ParAccel

Analysis of columnar data warehouse DBMS vendor ParAccel. Related subjects include:

June 23, 2009

ParAccel pricing

As I noted in connection with ParAccel’s recent TPC-H filing, I think the whole exercise is basically an expensive joke. But one slightly useful spin-off is that ParAccel disclosed pricing.  Specifically, ParAccel’s stated price in the disclosure document is:

Last year ParAccel quoted prices of $100,000/TB or $50,000/server.  The latter figure would seem to have led to lower numbers on the benchmark configuration, so perhaps it’s no longer an option on ParAccel’s price list.

June 22, 2009

The TPC-H benchmark is a blight upon the industry

ParAccel has released a 30,000-gigabtye TPC-H benchmark, and no less a sage than Merv Adrian paid attention. Now, the TPCs may have had some use in the 1990s. Indeed, Merv was my analyst relations contact for a visit to my clients at Sybase around the time — 1996 or so — I was advising Sybase on how to market against its poor benchmark results.  But TPCs are worthless today.

It’s not just that TPCs are highly tuned (ParAccel’s claim of “load-and-go” is laughable Edit: Looking at Appendix A of the full disclosure report, maybe it’s more justified than I thought.). It’s also not just that different analytic database management products perform very differently on different workloads, making the TPC-H not much of an indicator of anything real-life.  The biggest problem is: Most TPC benchmarks are run on absurdly unrealistic hardware configurations.

For example, if you look at some details, the ParAccel 30-terabyte benchmark ran on 43 nodes, each with 64 gigabytes of RAM and 24 terabytes of disk. That’s 961,124.9 gigabytes of disk, officially, for a 32:1 disk/data ratio. By way of contrast, real-life analytic DBMS with good compression often have disk/data ratios of well under 1:1.

Meanwhile, the RAM:data ratio is around 1:11  It’s clear that ParAccel’s early TPC-H benchmarks ran entirely in RAM; indeed, ParAccel even admits that.  And so I conjecture that ParAccel’s latest TPC-H benchmark ran (almost) entirely in RAM as well. Once again, this would illustrate that the TPC-H is irrelevant to judging an analytic DBMS’ real world performance.

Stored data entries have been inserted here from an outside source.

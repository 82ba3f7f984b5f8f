pub mod engine_config;
pub mod ports;
pub mod scheduler;
pub mod usecases;

pub use engine_config::*;
pub use ports::*;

More generally — I would not advise anybody to consider ParAccel’s product, for any use, except after a proof-of-concept in which ParAccel was not given the time and opportunity to perform extensive off-site tuning. I tend to feel that way about all analytic DBMS, but it’s a particular concern in the case of ParAccel.

April 22, 2009

DBMS transparency layers never seem to sell well

A DBMS transparency layer, roughly speaking, is software that makes things that are written for one brand of database management system run unaltered on another.* These never seem to sell well. ANTs has failed in a couple of product strategies. EnterpriseDB’s Oracle compatibility only seems to have netted it a few sales, and only a small fraction of its total business. ParAccel’s and Dataupia’s transparency strategies have produced even less.

*The looseness in that definition highlights a key reason these technologies don’t sell well — it’s hard to be sure that what you’re buying will do a good job of running your particular apps.

This subject comes to mind for two reasons. One is that IBM seems to have licensed EnterpriseDB’s Oracle transparency layer for DB2. The other is that a natural upgrade path from MySQL to Oracle might be a MySQL transparency layer on top of an Oracle base.

Read more

April 1, 2009

Lots of analytic DBMS vendors are hiring

After writing about a Twitter jobs page, it occurred to me to check out whether analytic DBMS vendors are still hiring. Based on the Careers pages on their websites, I determined that Aster, Greenplum, Kickfire, and ParAccel all evidently are, in various mixes of (mainly) technical and field positions. At that point I got bored and stopped.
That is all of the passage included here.